The backstory of how I've been invited to The Weather Channel 30 year reunion this weekend

No, I won’t be meeting Heidi Cullen.

30 years ago, on May 2nd, 1982, a new satellite channel debut made history. TWC went online thanks to the work of dozens of pioneering meteorologists and technicians, including my friends John Coleman and Joe D’Aleo.

This is my personal story, never before told here.

I had a small part in supporting TWC in the early days, though some technology I developed, which I’ll talk more about later. But first, the launch of TWC. Here’s the pre-launch ceremony from Las Vegas and Atlanta (30 minutes) followed by the first 30 minutes of the Weather Channel’s broadcast from Sunday, May 2, 1982:

I was invited to the 30th reunion, which is being held this weekend, due to the fact that I myself was an early pioneer in weather technology for television, and TWC was one of my early customers using what was then some “revolutionary” technology I developed.

Few people who read WUWT know this, but I developed the first ever interface to allow computer weather graphics done on the IBM-XT @4.77Mhz, and later the IBM-AT @ 6.0 Mhz, to be broadcast on television. This was no small feat, because back then, such devices were usually rack mounted dedicated boxes. Using a dual slot frame buffer card from an early CAD/CAM terminal company called Vectrix, I designed the first ever PC based broadcast quality RGB to NTSC encoder card for the IBM-PC platform.

I’ve kept a sample of each piece of technology, which I photographed this morning on my desk. Here’s the complete solution, the dual slot frame buffer card, plus my NTSC encoder card:

The other half of the frame buffer card (not shown, underneath) is nothing more than rows and rows of 64K DIP memory chips. This ISA buss full length dual card was driven by an Intel 80188 CPU  with a command set programmed to take ASCII commands (over a parallel or serial port) like [draw pixel, x,y] It was crude by today’s standards, but revolutionary then. Today, any cheap PC video card for $49 will run circles around what you see above.

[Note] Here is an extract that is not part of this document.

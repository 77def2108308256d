//! Rendered-output export

mod wav;

pub use wav::{render_to_wav, write_wav};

Notice the long white ceramic chip in the upper left of the frame buffer card. That’s the heart of the graphics engine, the NEC 7220 graphics display controller chip, one of the first graphic chips ever invented. It allowed us to do things never before done outside of mainframes and was designed to be the heart of this beast, the NEC APC Advanced Personal Computer. 

The trick to making the NEC7220 produce broadcastable RS170A (NTSC) video came with a mandatory need for something called “genlock“, which allowed all devices in a TV studio to be synchronized into a common switcher, so that video effects like green screen chroma key (essential to TWC) could be done.

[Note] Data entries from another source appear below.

#[cfg(not(feature = "streaming"))]
fn main() {
    eprintln!(
        "The vgmplay CLI requires the \"streaming\" feature. Rebuild with `--features streaming` to enable playback."
    );
}

#[cfg(feature = "streaming")]
mod cli {
    use std::env;
    use std::io::{self, Read, Write};
    use std::sync::atomic::{AtomicBool, Ordering};
    use std::sync::Arc;
    use std::time::Instant;

    use vgmplay::player::{load_song, PlaybackController, PlaybackState};
    use vgmplay::streaming::{
        AudioDevice, RealtimeStream, StreamConfig, BUFFER_BACKOFF_MICROS, DEFAULT_SAMPLE_RATE,
    };
    use vgmplay::VgmFileLoader;

    /// Progress line refresh interval in milliseconds.
    const STATUS_UPDATE_MS: u64 = 50;

    #[cfg(unix)]
    fn restore_terminal_mode() {
        let _ = std::process::Command::new("stty")
            .arg("echo")
            .arg("-raw")
            .status();
    }

    #[cfg(not(unix))]
    fn restore_terminal_mode() {}

    fn print_usage() {
        eprintln!(
            "Usage:\n  vgmplay [--no-loop] [--stable] <file.vgm|file.vgz>\n\nFlags:\n  --no-loop        Play the song once, ignoring its loop point\n  --stable         Use a larger audio buffer (more latency, fewer dropouts)\n  -h, --help       Show this help\n\nKeys during playback:\n  [space]          Pause / resume\n  [q]              Quit\n"
        );
    }

    pub fn run() -> vgmplay::Result<()> {
        println!("VGM Player - RF5C68 / GA20 PCM Playback");
        println!("========================================\n");

        let mut loop_enabled = true;
        let mut stable_buffer = false;
        let mut file_arg: Option<String> = None;
        let mut show_help = false;

        for arg in env::args().skip(1) {
            match arg.as_str() {
                "--no-loop" => loop_enabled = false,
                "--stable" => stable_buffer = true,
                "--help" | "-h" => show_help = true,
                _ if arg.starts_with('-') => {
                    eprintln!("Unknown flag: {}", arg);
                    show_help = true;
                }
                _ => file_arg = Some(arg),
            }
        }

        let file_path = match file_arg {
            Some(path) if !show_help => path,
            _ => {
                print_usage();
                return Ok(());
            }
        };

        println!("Loading file: {}\n", file_path);
        let file_data = VgmFileLoader::load(&file_path)?;
        let (mut vgm_player, summary) = load_song(&file_data)?;
        vgm_player.set_loop_enabled(loop_enabled);

        println!("File Information:");
        println!("  {}", vgm_player.format_info());
        println!("  Format version: {}", summary.version);
        if summary.chips.is_empty() {
            println!("  Chips: none modeled (timing only)");
        } else {
            println!("  Chips: {}", summary.chips.join(", "));
        }
        if summary.has_loop {
            println!(
                "  Loop: yes{}",
                if loop_enabled { "" } else { " (disabled)" }
            );
        } else {
            println!("  Loop: no");
        }
        if let Some(tag) = vgm_player.metadata() {
            if !tag.game_name.is_empty() {
                println!("  Game: {}", tag.game_name);
            }
            if !tag.author.is_empty() {
                println!("  Author: {}", tag.author);
            }
        }
        println!();

        let config = if stable_buffer {
            StreamConfig::stable(DEFAULT_SAMPLE_RATE)
        } else {
            StreamConfig::low_latency(DEFAULT_SAMPLE_RATE)
        };
        println!("Streaming Configuration:");
        println!("  Sample rate: {} Hz", config.sample_rate);
        println!(
            "  Buffer size: {} samples ({:.1}ms latency)",
            config.ring_buffer_size,
            config.latency_ms()
        );
        println!();

        let duration = vgm_player.duration_seconds();
        let player = Arc::new(parking_lot::Mutex::new(vgm_player));

        let streamer = Arc::new(RealtimeStream::new(config)?);
        let audio_device = AudioDevice::new(&config, streamer.buffer())?;
        println!("Audio device initialized - playing to speakers\n");

        let running = Arc::new(AtomicBool::new(true));
        let running_producer = Arc::clone(&running);
        let player_producer = Arc::clone(&player);
        let streamer_producer = Arc::clone(&streamer);

        let producer_thread = std::thread::spawn(move || {
            let mut frame_buffer = vec![0.0f32; 4096];
            {
                let mut guard = player_producer.lock();
                if let Err(e) = guard.play() {
                    eprintln!("Failed to start playback: {}", e);
                    running_producer.store(false, Ordering::Relaxed);
                    return;
                }
            }

            while running_producer.load(Ordering::Relaxed) {
                let (produced, end_of_song) = {
                    let mut guard = player_producer.lock();
                    if guard.state() == PlaybackState::Paused {
                        // Keep the device fed with silence while paused.
                        frame_buffer.fill(0.0);
                        (frame_buffer.len(), false)
                    } else {
                        let before = guard.samples_rendered();
                        guard.render(&mut frame_buffer);
                        let produced = (guard.samples_rendered() - before) as usize * 2;
                        (produced, guard.state() == PlaybackState::Stopped)
                    }
                };
                if produced > 0 {
                    streamer_producer.write_blocking(&frame_buffer[..produced]);
                } else if !end_of_song {
                    std::thread::sleep(std::time::Duration::from_micros(BUFFER_BACKOFF_MICROS));
                }
                if end_of_song {
                    break;
                }
            }
            running_producer.store(false, Ordering::Relaxed);
        });

        println!("Playback running — keys: [space]=pause/resume, [q]=quit\n");
        let playback_start = Instant::now();

        let (tx, rx) = std::sync::mpsc::channel::<u8>();
        let input_running = Arc::new(AtomicBool::new(true));
        let input_running_thread = Arc::clone(&input_running);
        std::thread::spawn(move || {
            #[cfg(unix)]
            let _ = std::process::Command::new("stty")
                .arg("-echo")
                .arg("raw")
                .status();
            let mut stdin = io::stdin();
            let mut buf = [0u8; 1];
            while input_running_thread.load(Ordering::Relaxed) {
                if stdin.read_exact(&mut buf).is_ok() {
                    let _ = tx.send(buf[0]);
                    if buf[0] == b'\x03' {
                        break;
                    }
                }
            }
            #[cfg(unix)]
            let _ = std::process::Command::new("stty")
                .arg("echo")
                .arg("-raw")
                .status();
        });

        loop {
            std::thread::sleep(std::time::Duration::from_millis(STATUS_UPDATE_MS));

            while let Ok(key) = rx.try_recv() {
                match key {
                    b' ' => {
                        let mut guard = player.lock();
                        match guard.state() {
                            PlaybackState::Playing => {
                                let _ = guard.pause();
                            }
                            PlaybackState::Paused => {
                                let _ = guard.play();
                            }
                            PlaybackState::Stopped => {}
                        }
                    }
                    b'q' | b'Q' | b'\x03' => {
                        running.store(false, Ordering::Relaxed);
                    }
                    _ => {}
                }
            }

            let (position, loops, state) = {
                let guard = player.lock();
                (guard.position_seconds(), guard.loop_count(), guard.state())
            };
            let progress = if duration > 0.0 {
                (position / duration * 100.0).min(100.0)
            } else {
                0.0
            };
            print!(
                "\x1B[2K\r[{:>6.1}s] {:>5.1}% | loops: {} | buffer: {:>5.1}% | overruns: {} {}",
                position,
                progress,
                loops,
                streamer.fill_percentage() * 100.0,
                streamer.stats().overrun_count,
                if state == PlaybackState::Paused {
                    "(paused)"
                } else {
                    ""
                },
            );
            io::stdout().flush().ok();

            if !running.load(Ordering::Relaxed) {
                break;
            }
        }

        restore_terminal_mode();
        println!();

        running.store(false, Ordering::Relaxed);
        input_running.store(false, Ordering::Relaxed);
        producer_thread
            .join()
            .expect("Producer thread panicked during shutdown");
        audio_device.finish();

        let total_time = playback_start.elapsed();
        let final_stats = streamer.stats();
        let final_position = player.lock().position_seconds();

        println!("\n=== Playback Statistics ===");
        println!("Wall time:         {:.2} seconds", total_time.as_secs_f32());
        println!("Song position:     {:.2} seconds", final_position);
        println!("Samples streamed:  {}", final_stats.samples_written);
        println!("Overrun events:    {}", final_stats.overrun_count);
        println!("Underrun events:   {}", final_stats.underrun_count);
        println!("Buffer latency:    {:.1} ms", config.latency_ms());
        println!(
            "Memory used:       {} bytes (ring buffer)",
            config.ring_buffer_size * std::mem::size_of::<f32>()
        );
        println!("\nPlayback complete!");

        Ok(())
    }
}

#[cfg(feature = "streaming")]
fn main() -> vgmplay::Result<()> {
    cli::run()
}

Making the NEC7220 do genlock, was no easy task, since it had never been designed to do that job, and had no sync input of any kind. The task was something I took up, because I wanted to open up the IBM-PC to the world of broadcasting. When TWC started, they were using Z80 CPU/S-100 buss based Cromemco Z2 rack mount beasts with a 16 color frame buffer card done with an external rack-mounted NTSC encoder. The price tag on these things with software, broadcast encoder, and training was easily $30,000.

Cromemco (named for CROthers MEMorial Hall – the Stanford residence where the founders lived), came into existence in the mid 1970s, and grew to become a major player in the S-100 business systems market. Check out the dual 360K floppy drives whoo! More here.

The Z2 was adopted by Terry Kelly of Weather Central in Wisconsin to broadcast some of the very first weather graphics supplied by WSI corporation. The did custom programming (in BASIC no less) to enable some of the very first weather graphics to be displayed on TV, prior to that, we had Alden Fax images and magnetic symbols on metal boards. I used such a setup in 1978 when I first started in TV and I salivated over computer graphics. One time I tried to adapt an early Apple IIc computer for use on TV and in 1979 I called up Apple and asked to speak to the “chief engineer” about the video output quality. It wasn’t until a  few years later that I realized I had given Steve Wozniak himself an earful about video signal engineering. I still remember the sound of the little floppy drive after typing in PR#6 from the console to get it to read the disk.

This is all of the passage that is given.